Elected officials, like Assemblyman John T. McDonald III (D-Cohoes), also came out in opposition to the center’s closing.

“We do not fault the local leadership who are decent individuals following Michigan’s corporate ruling,” McDonald said, citing Trinity Health’s headquarters in Livonia, Mich. “We elected officials get it when it comes to an organization, we also understand business. We understand what it is like to respond to the demands of the public, we understand the bottom line and the need to prepare for the future … Sadly, it is the residents of Rensselaer country that are going to feel the pain.”

“If Trinity is truly concerned about the life of mom and child, by listening to the needs of this community, which is only a small example of the many that will be impacted, they might want to see how we can find a solution and be a leader,” he added.

Some members of the crowd included working or retired midwives, mothers who birthed at Burdett, and nurses and healthcare providers. Many raised questions about how St. Peter’s would handle the additional estimated 900 births per year when Burdett closes. 

Despite promises from the board that staffing could handle the consolidation, a fear that the panelists could be wrong was palpable in the room.

“Are you going to be able to provide that continuation of care?” one attendee asked, referencing the midwife model of birth at Burdett that includes family being present during birth, and the ability to eat solid foods during labor. “This is important stuff. These are the reasons why women choose Burdett over a hospital. Can that be replicated?”

Other nursing staff were concerned that what was happening to Burdett could happen to other midwife programs in the area.
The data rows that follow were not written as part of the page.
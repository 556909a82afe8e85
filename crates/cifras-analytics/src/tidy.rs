//! Tidy export: long-form observations pivoted into one wide sheet per
//! variable, with countries as columns.

use std::collections::{BTreeSet, HashMap};

use chrono::NaiveDate;
use cifras_core::{
  Error, Result,
  catalog::{Country, MaestroFilter},
  series::{DateRange, Point},
  store::SeriesStore,
  table::WideTable,
};
use serde::Serialize;

use crate::reader::Reader;

/// Rows returned by the preview.
pub const PREVIEW_ROWS: usize = 10;

#[derive(Debug, Clone, PartialEq, Serialize)]
pub struct TidyRow {
  pub date:        NaiveDate,
  pub variable_id: i64,
  pub variable:    String,
  pub country_id:  i64,
  pub country:     String,
  pub value:       f64,
}

#[derive(Debug, Clone)]
pub struct Selection<'a> {
  pub variable_ids: &'a [i64],
  pub country_ids:  &'a [i64],
  pub window:       DateRange,
}

impl Selection<'_> {
  fn validate(&self) -> Result<()> {
    if self.variable_ids.is_empty() {
      return Err(Error::bad_request("at least one variable is required"));
    }
    if self.country_ids.is_empty() {
      return Err(Error::bad_request("at least one country is required"));
    }
    Ok(())
  }
}

struct Names {
  variables: HashMap<i64, String>,
  countries: HashMap<i64, String>,
}

impl Names {
  async fn load<S: SeriesStore>(reader: Reader<'_, S>) -> Result<Self> {
    Ok(Self {
      variables: reader.variables().await?.into_iter().map(|v| (v.id, v.name)).collect(),
      countries: reader.countries().await?.into_iter().map(|c| (c.id, c.name)).collect(),
    })
  }

  fn variable(&self, id: i64) -> String {
    self.variables.get(&id).cloned().unwrap_or_else(|| format!("Variable {id}"))
  }

  fn country(&self, id: i64) -> String {
    self.countries.get(&id).cloned().unwrap_or_else(|| id.to_string())
  }
}

/// The last rows of the selection in long form, oldest first.
pub async fn preview<S: SeriesStore>(
  reader: Reader<'_, S>,
  selection: &Selection<'_>,
) -> Result<Vec<TidyRow>> {
  selection.validate()?;
  let names = Names::load(reader).await?;
  let mut rows = reader
    .long(selection.variable_ids, selection.country_ids, selection.window)
    .await?;
  rows.sort_by(|a, b| {
    a.date
      .cmp(&b.date)
      .then(a.variable_id.cmp(&b.variable_id))
      .then(a.country_id.cmp(&b.country_id))
  });
  let skip = rows.len().saturating_sub(PREVIEW_ROWS);
  Ok(
    rows
      .into_iter()
      .skip(skip)
      .map(|o| TidyRow {
        date:        o.date,
        variable:    names.variable(o.variable_id),
        variable_id: o.variable_id,
        country:     names.country(o.country_id),
        country_id:  o.country_id,
        value:       o.value,
      })
      .collect(),
  )
}

/// One wide table per requested variable. Columns follow the requested
/// country order; countries without data for a variable still get a column.
pub async fn export<S: SeriesStore>(
  reader: Reader<'_, S>,
  selection: &Selection<'_>,
) -> Result<Vec<WideTable>> {
  selection.validate()?;
  let names = Names::load(reader).await?;
  let rows = reader
    .long(selection.variable_ids, selection.country_ids, selection.window)
    .await?;

  let mut by_series: HashMap<(i64, i64), Vec<Point>> = HashMap::new();
  for o in &rows {
    by_series.entry((o.variable_id, o.country_id)).or_default().push(o.point());
  }

  let mut seen = BTreeSet::new();
  let mut tables = Vec::new();
  for &v in selection.variable_ids {
    if !seen.insert(v) {
      continue;
    }
    let columns: Vec<(String, Vec<Point>)> = selection
      .country_ids
      .iter()
      .map(|&c| (names.country(c), by_series.remove(&(v, c)).unwrap_or_default()))
      .collect();
    tables.push(WideTable::pivot(names.variable(v), &columns));
  }
  Ok(tables)
}

/// Countries with a Maestro declaration for any of `variable_ids`, by name.
pub async fn countries_for<S: SeriesStore>(
  reader: Reader<'_, S>,
  variable_ids: &[i64],
) -> Result<Vec<Country>> {
  let mut ids = BTreeSet::new();
  for &v in variable_ids {
    let filter = MaestroFilter { variable_id: Some(v), ..Default::default() };
    ids.extend(reader.maestros(filter).await?.into_iter().map(|m| m.country_id));
  }
  let mut countries: Vec<Country> =
    reader.countries().await?.into_iter().filter(|c| ids.contains(&c.id)).collect();
  countries.sort_by(|a, b| a.name.cmp(&b.name));
  Ok(countries)
}
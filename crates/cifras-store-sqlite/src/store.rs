//! [`SqliteStore`]: the SQLite implementation of [`SeriesStore`].

use std::{
  collections::{BTreeSet, HashSet},
  path::Path,
};

use chrono::NaiveDate;
use rusqlite::{OptionalExtension as _, types::Value};

use cifras_core::{
  catalog::{
    Country, Family, Graph, Maestro, MaestroBulk, MaestroFields, MaestroFilter,
    NewFamily, NewGraph, NewSubFamily, NewVariable, Product, SeriesType,
    SubFamily, Variable,
  },
  series::{DateRange, Observation, PID_FACTOR, Point, SeriesKey},
  store::SeriesStore,
};

use crate::{
  Error, Result,
  encode::{
    MAESTRO_COLUMNS, PRODUCT_SELECT, RawMaestro, RawProduct, RawVariable,
    VARIABLE_COLUMNS, decode_date, encode_date, lower_bound, upper_bound,
  },
  schema::SCHEMA,
};

// ─── Store ───────────────────────────────────────────────────────────────────

/// A Cifras store backed by a single SQLite file.
///
/// Cloning is cheap; the inner connection is reference-counted. Calls are
/// serialised onto the connection's thread, so a check-then-write inside one
/// call cannot interleave with another request.
#[derive(Clone)]
pub struct SqliteStore {
  pub(crate) conn: tokio_rusqlite::Connection,
}

impl SqliteStore {
  /// Open (or create) a store at `path` and run schema initialisation.
  pub async fn open(path: impl AsRef<Path>) -> Result<Self> {
    let conn = tokio_rusqlite::Connection::open(path).await?;
    let store = Self { conn };
    store.init_schema().await?;
    Ok(store)
  }

  /// Open an in-memory store, for tests.
  pub async fn open_in_memory() -> Result<Self> {
    let conn = tokio_rusqlite::Connection::open_in_memory().await?;
    let store = Self { conn };
    store.init_schema().await?;
    Ok(store)
  }

  async fn init_schema(&self) -> Result<()> {
    self
      .conn
      .call(|conn| {
        conn.execute_batch(SCHEMA)?;
        Ok(())
      })
      .await?;
    tracing::debug!("schema initialised");
    Ok(())
  }
}

// ─── SQL helpers ─────────────────────────────────────────────────────────────

fn exists(
  conn: &rusqlite::Connection,
  sql: &str,
  params: impl rusqlite::Params,
) -> rusqlite::Result<bool> {
  Ok(conn.query_row(sql, params, |_| Ok(())).optional()?.is_some())
}

fn count(
  conn: &rusqlite::Connection,
  sql: &str,
  params: impl rusqlite::Params,
) -> rusqlite::Result<i64> {
  conn.query_row(sql, params, |r| r.get(0))
}

/// `?start, ?start+1, …` for an `IN (…)` list of `n` items.
fn placeholders(start: usize, n: usize) -> String {
  (start..start + n)
    .map(|i| format!("?{i}"))
    .collect::<Vec<_>>()
    .join(", ")
}
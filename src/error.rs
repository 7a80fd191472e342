//! Error types for kport.

use thiserror::Error;

/// Result type alias using our error type.
pub type Result<T> = std::result::Result<T, Error>;

/// Errors that can occur while fingerprinting a kernel image or patching a
/// module against it.
///
/// Everything here is terminal for output generation except where noted:
/// a checksum that cannot be resolved for a single imported symbol is not
/// an error at all, it is reported as `Ok(None)` by the resolver and
/// collected in the patch report.
#[derive(Error, Debug)]
pub enum Error {
    #[error("no instructions decoded at {routine}")]
    Decode { routine: &'static str },

    #[error("instruction fingerprint '{0}' not found (unrecognized kernel build)")]
    PatternNotFound(&'static str),

    #[error("unsupported self-relocation idiom: {0}")]
    UnsupportedRelocationIdiom(&'static str),

    #[error("kernel symbol record size {record_size} maps to no known layout generation")]
    UnsupportedSymbolLayout { record_size: u64 },

    #[error("symbol table region '{region}' length {len} is not a multiple of record size {record_size}")]
    RegionNotAligned {
        region: &'static str,
        len: u64,
        record_size: u64,
    },

    #[error("{0} is not supported on {1}")]
    UnsupportedArchitecture(&'static str, crate::Arch),

    #[error("required symbol '{0}' missing from the symbol directory")]
    SymbolNotFound(String),

    #[error("section '{0}' not found in module")]
    SectionNotFound(&'static str),

    #[error("module carries no {0} placeholder")]
    PlaceholderNotFound(&'static str),

    #[error("address 0x{addr:X} falls outside the kernel image")]
    OutOfBounds { addr: u64 },

    #[error("kernel image too small: expected at least {expected} bytes, got {actual}")]
    Truncated { expected: usize, actual: usize },

    #[error("vermagic string '{0}' carries no parsable kernel version")]
    BadVermagic(String),

    #[error("emulation fault, stopped at pc 0x{pc:X}")]
    Emulation { pc: u64 },

    #[error("malformed module ELF: {0}")]
    Elf(#[from] goblin::error::Error),

    #[error("disassembler error: {0}")]
    Disasm(#[from] capstone::Error),
}
//! CPU emulation bridge for cross-checking static discovery.
//!
//! Instead of walking the export tables ourselves we can run the kernel's
//! own `find_symbol` under emulation and compare answers. Strictly a
//! verification aid; the static path never depends on it.

use log::*;
use unicorn_engine::unicorn_const::{Arch as UcArch, Mode, Permission};
use unicorn_engine::{RegisterARM64, Unicorn};

use crate::error::{Error, Result};
use crate::image::KernelImage;
use crate::Arch;

/// Scratch stack mapping, well below any kernel address.
const STACK_BASE: u64 = 0x20_0000;
const STACK_SIZE: usize = 0x10_0000;

/// Return address sentinel; emulation stops when the routine returns here.
const RETURN_TO: u64 = 1;

pub struct EmulationBridge {
    emu: Unicorn<'static, ()>,
}

impl EmulationBridge {
    /// Maps the kernel image at its anchor address (which must be page
    /// aligned) plus a scratch stack.
    pub fn new(image: &KernelImage) -> Result<Self> {
        if image.arch != Arch::Aarch64 {
            return Err(Error::UnsupportedArchitecture("emulation bridge", image.arch));
        }

        let mut emu = setup(Unicorn::new(UcArch::ARM64, Mode::LITTLE_ENDIAN))?;

        let mapped = (image.bytes().len() + 0xfff) & !0xfff;
        setup(emu.mem_map(image.anchor(), mapped, Permission::ALL))?;
        setup(emu.mem_write(image.anchor(), image.bytes()))?;
        setup(emu.mem_map(STACK_BASE, STACK_SIZE, Permission::READ | Permission::WRITE))?;

        debug!(
            "emulator mapped {} image bytes at 0x{:x}",
            mapped,
            image.anchor()
        );

        Ok(Self { emu })
    }

    /// Runs the kernel's self-relocation routine with the given slide, the
    /// same way boot code invokes it.
    pub fn run_relocation_routine(&mut self, helper: u64, slide: u64) -> Result<()> {
        setup(self.emu.reg_write(RegisterARM64::X23, slide))?;
        self.call(helper)
    }

    /// Asks the emulated kernel's `find_symbol` for a checksum.
    ///
    /// The raw word the kernel hands back is normalized by the value of
    /// the kernel's own `kimage_vaddr` variable (at address
    /// `kimage_vaddr`, read from emulated memory) minus `default_base`,
    /// undoing whatever slide the table carries.
    pub fn query_find_symbol(
        &mut self,
        routine: u64,
        name: &str,
        kimage_vaddr: u64,
        default_base: u64,
    ) -> Result<Option<u64>> {
        let owner_slot = STACK_BASE;
        let crc_slot = STACK_BASE + 8;
        let name_addr = STACK_BASE + 16;

        setup(self.emu.mem_write(owner_slot, &[0u8; 16]))?;
        let mut name_bytes = name.as_bytes().to_vec();
        name_bytes.push(0);
        setup(self.emu.mem_write(name_addr, &name_bytes))?;

        // find_symbol(name, &owner, &crc, gplok = true, warn = false)
        setup(self.emu.reg_write(RegisterARM64::X0, name_addr))?;
        setup(self.emu.reg_write(RegisterARM64::X1, owner_slot))?;
        setup(self.emu.reg_write(RegisterARM64::X2, crc_slot))?;
        setup(self.emu.reg_write(RegisterARM64::X3, 1))?;
        setup(self.emu.reg_write(RegisterARM64::X4, 0))?;

        self.call(routine)?;

        if setup(self.emu.reg_read(RegisterARM64::X0))? == 0 {
            return Ok(None);
        }

        let crc_ptr = self.read_u64(crc_slot)?;
        if crc_ptr == 0 {
            return Ok(None);
        }

        let crc = self.read_u64(crc_ptr)?;
        let correction = self.read_u64(kimage_vaddr)?.wrapping_sub(default_base);
        Ok(Some(crc.wrapping_sub(correction)))
    }

    /// Reads a word out of emulated memory, e.g. a kernel variable after a
    /// routine ran.
    pub fn read_u64(&self, addr: u64) -> Result<u64> {
        let bytes = setup(self.emu.mem_read_as_vec(addr, 8))?;
        let mut word = [0u8; 8];
        word.copy_from_slice(&bytes);
        Ok(u64::from_le_bytes(word))
    }

    fn call(&mut self, entry: u64) -> Result<()> {
        setup(
            self.emu
                .reg_write(RegisterARM64::SP, STACK_BASE + STACK_SIZE as u64 - 0x100),
        )?;
        setup(self.emu.reg_write(RegisterARM64::LR, RETURN_TO))?;

        self.emu.emu_start(entry, RETURN_TO, 0, 0).map_err(|e| {
            let pc = self.emu.reg_read(RegisterARM64::PC).unwrap_or(0);
            warn!("emulation stopped at 0x{:x}: {:?}", pc, e);
            Error::Emulation { pc }
        })
    }
}

fn setup<T>(res: core::result::Result<T, unicorn_engine::unicorn_const::uc_error>) -> Result<T> {
    res.map_err(|e| {
        warn!("emulator fault: {:?}", e);
        Error::Emulation { pc: 0 }
    })
}
use std::fs;

use clap::{arg, command};
use log::LevelFilter;
use simplelog::{ColorChoice, Config, TermLogger, TerminalMode};

use kport::{patch_module, Arch, SymbolDirectory};

fn main() -> Result<(), Box<dyn std::error::Error>> {
    let matches = command!()
        .arg(arg!(-k --kernel <FILE> "raw (decompressed) kernel image").required(true))
        .arg(arg!(-m --module <FILE> "prebuilt module to patch").required(true))
        .arg(arg!(-s --symbols <FILE> "kallsyms-style symbol map").required(true))
        .arg(arg!(-o --output <FILE> "where to write the patched module").required(true))
        .arg(arg!(-a --arch <ARCH> "target architecture").default_value("aarch64"))
        .arg(arg!(-v --verbose ... "increase log verbosity"))
        .get_matches();

    let level = match matches.get_count("verbose") {
        0 => LevelFilter::Info,
        1 => LevelFilter::Debug,
        _ => LevelFilter::Trace,
    };
    TermLogger::init(
        level,
        Config::default(),
        TerminalMode::Mixed,
        ColorChoice::Auto,
    )
    .unwrap();

    let arch = match matches.get_one::<String>("arch").unwrap().as_str() {
        "aarch64" | "arm64" => Arch::Aarch64,
        "x86_64" => Arch::X86_64,
        other => return Err(format!("unknown architecture {}", other).into()),
    };

    let kernel = fs::read(matches.get_one::<String>("kernel").unwrap())?;
    let module = fs::read(matches.get_one::<String>("module").unwrap())?;
    let symbols = fs::read_to_string(matches.get_one::<String>("symbols").unwrap())?;
    let dir = parse_symbol_map(&symbols);

    let (patched, report) = patch_module(arch, kernel, &dir, module)?;
    fs::write(matches.get_one::<String>("output").unwrap(), patched)?;

    println!("patched module written as {}", report.module_name);
    if !report.missing.is_empty() {
        println!("unresolved checksums: {}", report.missing.join(", "));
    }

    Ok(())
}

/// Parses `address type name` lines, the `/proc/kallsyms` format.
fn parse_symbol_map(text: &str) -> SymbolDirectory {
    text.lines()
        .filter_map(|line| {
            let mut parts = line.split_whitespace();
            let addr = u64::from_str_radix(parts.next()?, 16).ok()?;
            let _kind = parts.next()?;
            let name = parts.next()?;
            Some((name.to_owned(), addr))
        })
        .collect()
}
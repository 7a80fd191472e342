//! End-to-end patch pipeline.
//!
//! Drives the whole run: fingerprint discovery against the kernel image,
//! then in-place module patching. Discovery failures abort; per-symbol
//! checksum misses do not, they come back in the report.

use log::*;

use crate::error::{Error, Result};
use crate::image::{KernelImage, KernelVersion, SymbolDirectory};
use crate::patch::{random_module_name, ModulePatcher};
use crate::symver::{self, RecordLayout};
use crate::{relocate, scan, Arch};

/// Candidate entry points for the module-unload scan, in probe order.
/// Compilers sometimes fold the syscall wrapper away and leave only a
/// constprop'd inner routine.
const DELETE_MODULE_SYMBOLS: [&str; 3] = [
    "sys_delete_module",
    "__do_sys_delete_module",
    "__do_sys_delete_module.constprop.0",
];

/// Pgd mapping routine used to fingerprint the mm struct.
const PGD_MAPPING_SYMBOL: &str = "create_pgd_mapping";

/// What a run discovered and what it could not.
#[derive(Debug)]
pub struct PatchReport {
    /// Fresh name the module was given.
    pub module_name: String,
    /// Target kernel's full vermagic string.
    pub vermagic: String,
    pub version: KernelVersion,
    /// Discovered module struct field offsets.
    pub init_offset: i64,
    pub exit_offset: i64,
    /// Symbol record generation the target kernel uses.
    pub layout: RecordLayout,
    /// Runtime slide; zero when the kernel was not self-relocated.
    pub slide: u64,
    /// Version table symbols no checksum was found for.
    pub missing: Vec<String>,
}

/// Patches `module` to load on the kernel described by `kernel` and
/// `dir`. Returns the patched module image and the discovery report.
pub fn patch_module(
    arch: Arch,
    kernel: Vec<u8>,
    dir: &SymbolDirectory,
    module: Vec<u8>,
) -> Result<(Vec<u8>, PatchReport)> {
    let mut image = KernelImage::new(arch, kernel, dir.get("_text")?)?;
    let mut patcher = ModulePatcher::new(module)?;

    info!(
        "kernel image: {} bytes at 0x{:x}, {} symbols",
        image.bytes().len(),
        image.anchor(),
        dir.len()
    );

    let unload = DELETE_MODULE_SYMBOLS
        .iter()
        .find_map(|name| dir.find(name))
        .ok_or_else(|| Error::SymbolNotFound(DELETE_MODULE_SYMBOLS[0].to_owned()))?;
    let (init_offset, exit_offset) = scan::module_field_offsets(arch, image.code_at(unload)?)?;

    let vermagic = image.vermagic(dir)?;
    let version = KernelVersion::parse(&vermagic)?;
    info!("target kernel {} ({})", version, vermagic);

    // The record size became dynamic with the namespace field; before
    // that every kernel shipped absolute pairs.
    let record_size = if version.older_than(4, 19, 0) {
        16
    } else {
        let kallsym = dir.get("module_get_kallsym")?;
        scan::symbol_record_size(arch, image.code_at(kallsym)?)?
    };
    if record_size == 0 {
        return Err(Error::PatternNotFound("symbol record size immediate"));
    }
    let layout = RecordLayout::from_record_size(record_size)?;
    image.layout = Some(layout);
    debug!("symbol record layout {:?}", layout);

    patcher.relocate_self_fields(init_offset, exit_offset)?;

    // Absolute name pointers are only usable after the kernel's own
    // relocation pass has been replayed.
    if layout.is_absolute() {
        match dir.find("__relocate_kernel") {
            Some(helper) => relocate::relocate(&mut image, helper)?,
            None => warn!("kernel is not self-relocatable, assuming fixed base"),
        }
    }

    let regions = symver::regions(dir, layout)?;
    let missing = patcher.patch_checksums(|name| {
        symver::resolve_checksum(&image, layout, name, &regions)
    })?;

    patcher.fill_runtime_info(|| {
        let mapping = dir.get(PGD_MAPPING_SYMBOL)?;
        scan::mm_pgd_field_offset(arch, image.code_at(mapping)?)
    })?;

    let module_name = random_module_name();
    patcher.rewrite_placeholders(vermagic.as_bytes(), &module_name)?;

    let report = PatchReport {
        module_name,
        vermagic,
        version,
        init_offset,
        exit_offset,
        layout,
        slide: image.slide,
        missing,
    };

    info!(
        "module patched as {}: init 0x{:x} exit 0x{:x} slide 0x{:x}, {} unresolved",
        report.module_name,
        report.init_offset,
        report.exit_offset,
        report.slide,
        report.missing.len()
    );

    Ok((patcher.into_bytes(), report))
}
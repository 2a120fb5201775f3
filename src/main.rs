use std::{fs, io::Write, path::PathBuf, process};

use anyhow::Context;
use beau_collector::BeauCollector;
use clap::{Parser, Subcommand};
use itertools::Itertools;

use ebnfgen::{
    configuration::{load_config, ConfigReadError, ToolConfig},
    error::GrammarError,
    grammar::Grammar,
    log::pull_messages,
};

#[derive(Parser)]
#[command(name = "ebnfgen")]
#[command(about = "Matches text against an EBNF grammar or generates random text from it")]
struct Args {
    /// Grammar file, or a .toml/.json config that names one
    #[arg(short, long, default_value = "ebnfgen.toml")]
    config: PathBuf,

    /// Print the engine log when done
    #[arg(short, long)]
    verbose: bool,

    #[command(subcommand)]
    command: Command,
}

#[derive(Subcommand)]
enum Command {
    /// Check whether a file matches a rule
    Match {
        rule: String,
        file: PathBuf,

        /// Trim the input and collapse whitespace runs to one space
        #[arg(long, conflicts_with = "trim_all")]
        trim: bool,

        /// Remove all whitespace from the input
        #[arg(long)]
        trim_all: bool,

        /// Print every node attempt
        #[arg(long)]
        trace: bool,
    },

    /// Generate random text for a rule
    Generate {
        rule: String,

        /// Write to a file instead of stdout
        #[arg(short, long)]
        output: Option<PathBuf>,

        /// Number of samples, one per line
        #[arg(short = 'n', long, default_value_t = 1)]
        count: usize,
    },
}

fn main() {
    let args = Args::parse();

    let config = match load_config(&args.config) {
        Ok(config) => config,
        Err(e @ ConfigReadError::ReadError { .. }) => {
            eprintln!("{e}");
            process::exit(exitcode::IOERR)
        }
        Err(e) => {
            eprintln!("{e}");
            process::exit(exitcode::CONFIG)
        }
    };

    let grammar_content = match fs::read_to_string(&config.grammar) {
        Ok(content) => content,
        Err(e) => {
            eprintln!("error reading grammar file {}: {e}", config.grammar.display());
            process::exit(exitcode::IOERR);
        }
    };

    let mut grammar = match Grammar::parse_with_config(&grammar_content, config.generator.engine) {
        Ok(grammar) => grammar,
        Err(e) => {
            eprintln!("errors while parsing grammar");
            eprintln!("{e}");
            process::exit(exitcode::CONFIG)
        }
    };

    for warning in grammar.warnings() {
        eprintln!("{warning}");
    }

    if let Err(e) = apply_rule_configs(&mut grammar, &config) {
        eprintln!("errors in generator config");
        eprintln!("{e}");
        process::exit(exitcode::CONFIG)
    }

    let code = match args.command {
        Command::Match {
            rule,
            file,
            trim,
            trim_all,
            trace,
        } => {
            let input = match fs::read_to_string(&file) {
                Ok(input) => input,
                Err(e) => {
                    eprintln!("error reading input file {}: {e}", file.display());
                    process::exit(exitcode::IOERR);
                }
            };

            let input = if trim_all {
                input.split_whitespace().join("")
            } else if trim {
                input.split_whitespace().join(" ")
            } else {
                input
            };

            if trace {
                let mut engine = *grammar.engine_config();
                engine.create_match_trace = true;
                grammar.set_engine_config(engine);
            }

            run_match(&grammar, &rule, &input)
        }

        Command::Generate {
            rule,
            output,
            count,
        } => match run_generate(&grammar, &rule, output, count) {
            Ok(()) => exitcode::OK,
            Err(e) if e.is::<GrammarError>() => {
                eprintln!("{e}");
                exitcode::CONFIG
            }
            Err(e) => {
                eprintln!("{e:#}");
                exitcode::IOERR
            }
        },
    };

    if args.verbose {
        for message in pull_messages(256) {
            eprintln!("{message}");
        }
    }

    process::exit(code)
}

/// Applies every rule's generator overrides, reporting all failing rules.
fn apply_rule_configs(grammar: &mut Grammar, config: &ToolConfig) -> Result<(), anyhow::Error> {
    let _ = config
        .generator
        .rules
        .iter()
        .map(|(rule, rule_config)| {
            grammar
                .set_generator_config(rule, rule_config)
                .map_err(anyhow::Error::from)
        })
        .bcollect::<Vec<_>>()?;

    Ok(())
}

fn run_match(grammar: &Grammar, rule: &str, input: &str) -> exitcode::ExitCode {
    let outcome = match grammar.match_rule(rule, input) {
        Ok(outcome) => outcome,
        Err(e) => {
            eprintln!("{e}");
            return exitcode::CONFIG;
        }
    };

    for line in outcome.trace() {
        eprintln!("{line}");
    }

    match outcome.failure() {
        None => {
            println!("input matches rule `{rule}`");
            exitcode::OK
        }
        Some(failure) => {
            println!("{failure}");
            exitcode::DATAERR
        }
    }
}

fn run_generate(
    grammar: &Grammar,
    rule: &str,
    output: Option<PathBuf>,
    count: usize,
) -> Result<(), anyhow::Error> {
    let mut rng = rand::thread_rng();

    let samples = (0..count)
        .map(|_| grammar.generate_with(rule, &mut rng).map(|sample| sample.text))
        .collect::<Result<Vec<_>, _>>()?;
    let text = samples.join("\n");

    match output {
        Some(path) => fs::write(&path, text)
            .with_context(|| format!("failed to write {}", path.display()))?,
        None => {
            let mut stdout = std::io::stdout().lock();
            writeln!(stdout, "{text}").context("failed to write to stdout")?;
        }
    }

    Ok(())
}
“We are concerned,” said Lisa Blodgett, a former nurse at Ellis and St. Clare’s Hospitals and current member of the NYS Nurses Association. “We are in contract negotiations at Ellis and Bellevue and we have Trinity knocking at our door. We are concerned that what they’re doing to Burdett is going to trickle down and happen to Bellevue Women’s Center.”

“We see the writing on the wall,” said Dawn Zipp, NICU nurse at Bellevue Hospital, “because when you say you’re not going to do something, about five years later, it comes down with a gavel.”

“Cuts need to stop,” Zipp added. “You have people in this room who are willing to be part of the solution.”